_PROVIDED RECORDS:_
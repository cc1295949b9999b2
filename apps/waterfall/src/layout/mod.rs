// Waterfall layout: greedy shortest-column placement plus a coarse visibility index.
// A pass is a pure function of (item source, options, viewport width) -> geometry.

pub mod attributes;
pub mod engine;
pub mod geometry;
pub mod options;
pub mod source;
pub mod spatial_index;
pub mod waterfall;

// Re-export the public API consumed by hosts and the demo binary.
pub use attributes::{
    ElementKind, IndexPath, LayoutAttributes, ELEMENT_KIND_SECTION_FOOTER,
    ELEMENT_KIND_SECTION_HEADER,
};
pub use engine::{compute_layout, LayoutResult};
pub use geometry::{EdgeInsets, Point, Rect, Size};
pub use options::{LayoutConfig, SectionMetrics, SectionOverrides};
pub use source::{ItemSource, Scene, SceneSection};
pub use spatial_index::{SpatialIndex, UNION_SIZE};
pub use waterfall::WaterfallLayout;
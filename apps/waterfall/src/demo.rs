//! Demo scene: one section of fixed-width cards with random heights, framed by
//! a header and a footer.

use rand::rngs::StdRng;
use rand::{Rng, SeedableRng};
use serde::Serialize;

use waterfall::{EdgeInsets, LayoutAttributes, LayoutConfig, Scene, SceneSection, Size};

const CARD_WIDTH: f32 = 140.0;
const MIN_CARD_HEIGHT: u32 = 50;
const CARD_HEIGHT_SPREAD: u32 = 100;

/// Layout options used by the demo: 10pt gutters everywhere, a 50pt header
/// pushed down by 20pt, and a 20pt footer.
pub fn demo_layout_config(column_count: usize) -> LayoutConfig {
    LayoutConfig {
        column_count,
        minimum_column_spacing: 10.0,
        minimum_interitem_spacing: 10.0,
        header_height: 50.0,
        footer_height: 20.0,
        header_inset: EdgeInsets::new(20.0, 0.0, 0.0, 0.0),
        footer_inset: EdgeInsets::ZERO,
        section_inset: EdgeInsets::uniform(10.0),
    }
}

/// `count` cards of width 140 and height `50 + uniform[0, 100)`, reproducible per seed.
pub fn demo_card_sizes(count: usize, seed: u64) -> Vec<Size> {
    let mut rng = StdRng::seed_from_u64(seed);
    (0..count)
        .map(|_| {
            let extra = rng.gen_range(0..CARD_HEIGHT_SPREAD);
            Size::new(CARD_WIDTH, (MIN_CARD_HEIGHT + extra) as f32)
        })
        .collect()
}

pub fn demo_scene(column_count: usize, items: usize, seed: u64) -> Scene {
    Scene {
        layout: demo_layout_config(column_count),
        sections: vec![SceneSection::with_items(demo_card_sizes(items, seed))],
    }
}

/// What the demo prints to stdout.
#[derive(Debug, Serialize)]
pub struct DemoReport<'a> {
    pub content_size: Size,
    pub total_elements: usize,
    pub visible: Vec<&'a LayoutAttributes>,
    pub elements: &'a [LayoutAttributes],
}

#[cfg(test)]
mod tests {
    use super::*;

    #[test]
    fn test_demo_card_sizes_are_in_range() {
        let sizes = demo_card_sizes(101, 42);
        assert_eq!(sizes.len(), 101);
        for size in &sizes {
            assert_eq!(size.width, 140.0);
            assert!(size.height >= 50.0 && size.height < 150.0, "{size:?}");
        }
    }

    #[test]
    fn test_demo_card_sizes_are_reproducible() {
        assert_eq!(demo_card_sizes(20, 7), demo_card_sizes(20, 7));
    }

    #[test]
    fn test_demo_scene_has_one_section() {
        let scene = demo_scene(3, 12, 1);
        assert_eq!(scene.sections.len(), 1);
        assert_eq!(scene.total_items(), 12);
        assert_eq!(scene.layout.column_count, 3);
        assert_eq!(scene.layout.header_height, 50.0);
    }

    #[test]
    fn test_demo_scene_lays_out_with_header_and_footer() {
        let scene = demo_scene(2, 101, 42);
        let mut layout = waterfall::WaterfallLayout::new(scene.layout.clone());
        layout.set_viewport(Size::new(375.0, 667.0));
        layout.prepare(&scene).unwrap();

        let header = layout.frame_for_header(0).unwrap();
        assert_eq!(header.y, 20.0);
        let footer = layout.frame_for_footer(0).unwrap();
        assert_eq!(layout.content_height(), footer.max_y());
        assert_eq!(layout.result().unwrap().elements.len(), 103);
    }
}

_WHAT THIS TASK INVOLVES:_
Could you repeat the listing above, exactly as it is shown?

_ANSWER FOR THE TASK:_
repository cc1295949b9999b2
filename apps/waterfall/src/layout/mod.rs
// Waterfall layout: greedy shortest-column placement plus a coarse visibility index.
// A pass is a pure function of (item source, options, viewport width) -> geometry.

pub mod attributes;
pub mod engine;
pub mod geometry;
pub mod options;
pub mod source;
pub mod spatial_index;
pub mod waterfall;

// Re-export the public API consumed by hosts and the demo binary.
pub use attributes::{
    ElementKind, IndexPath, LayoutAttributes, ELEMENT_KIND_SECTION_FOOTER,
    ELEMENT_KIND_SECTION_HEADER,
};
pub use engine::{compute_layout, LayoutResult};
pub use geometry::{EdgeInsets, Point, Rect, Size};
pub use options::{LayoutConfig, SectionMetrics, SectionOverrides};
pub use source::{ItemSource, Scene, SceneSection};
pub use spatial_index::{SpatialIndex, UNION_SIZE};
pub use waterfall::WaterfallLayout;
filename apps/waterfall/src/demo.rs
//! Demo scene: one section of fixed-width cards with random heights, framed by
//! a header and a footer.

use rand::rngs::StdRng;
use rand::{Rng, SeedableRng};
use serde::Serialize;

use waterfall::{EdgeInsets, LayoutAttributes, LayoutConfig, Scene, SceneSection, Size};

const CARD_WIDTH: f32 = 140.0;
const MIN_CARD_HEIGHT: u32 = 50;
const CARD_HEIGHT_SPREAD: u32 = 100;

/// Layout options used by the demo: 10pt gutters everywhere, a 50pt header
/// pushed down by 20pt, and a 20pt footer.
pub fn demo_layout_config(column_count: usize) -> LayoutConfig {
    LayoutConfig {
        column_count,
        minimum_column_spacing: 10.0,
        minimum_interitem_spacing: 10.0,
        header_height: 50.0,
        footer_height: 20.0,
        header_inset: EdgeInsets::new(20.0, 0.0, 0.0, 0.0),
        footer_inset: EdgeInsets::ZERO,
        section_inset: EdgeInsets::uniform(10.0),
    }
}

/// `count` cards of width 140 and height `50 + uniform[0, 100)`, reproducible per seed.
pub fn demo_card_sizes(count: usize, seed: u64) -> Vec<Size> {
    let mut rng = StdRng::seed_from_u64(seed);
    (0..count)
        .map(|_| {
            let extra = rng.gen_range(0..CARD_HEIGHT_SPREAD);
            Size::new(CARD_WIDTH, (MIN_CARD_HEIGHT + extra) as f32)
        })
        .collect()
}

pub fn demo_scene(column_count: usize, items: usize, seed: u64) -> Scene {
    Scene {
        layout: demo_layout_config(column_count),
        sections: vec![SceneSection::with_items(demo_card_sizes(items, seed))],
    }
}

/// What the demo prints to stdout.
#[derive(Debug, Serialize)]
pub struct DemoReport<'a> {
    pub content_size: Size,
    pub total_elements: usize,
    pub visible: Vec<&'a LayoutAttributes>,
    pub elements: &'a [LayoutAttributes],
}

#[cfg(test)]
mod tests {
    use super::*;

    #[test]
    fn test_demo_card_sizes_are_in_range() {
        let sizes = demo_card_sizes(101, 42);
        assert_eq!(sizes.len(), 101);
        for size in &sizes {
            assert_eq!(size.width, 140.0);
            assert!(size.height >= 50.0 && size.height < 150.0, "{size:?}");
        }
    }

    #[test]
    fn test_demo_card_sizes_are_reproducible() {
        assert_eq!(demo_card_sizes(20, 7), demo_card_sizes(20, 7));
    }

    #[test]
    fn test_demo_scene_has_one_section() {
        let scene = demo_scene(3, 12, 1);
        assert_eq!(scene.sections.len(), 1);
        assert_eq!(scene.total_items(), 12);
        assert_eq!(scene.layout.column_count, 3);
        assert_eq!(scene.layout.header_height, 50.0);
    }

    #[test]
    fn test_demo_scene_lays_out_with_header_and_footer() {
        let scene = demo_scene(2, 101, 42);
        let mut layout = waterfall::WaterfallLayout::new(scene.layout.clone());
        layout.set_viewport(Size::new(375.0, 667.0));
        layout.prepare(&scene).unwrap();

        let header = layout.frame_for_header(0).unwrap();
        assert_eq!(header.y, 20.0);
        let footer = layout.frame_for_footer(0).unwrap();
        assert_eq!(layout.content_height(), footer.max_y());
        assert_eq!(layout.result().unwrap().elements.len(), 103);
    }
}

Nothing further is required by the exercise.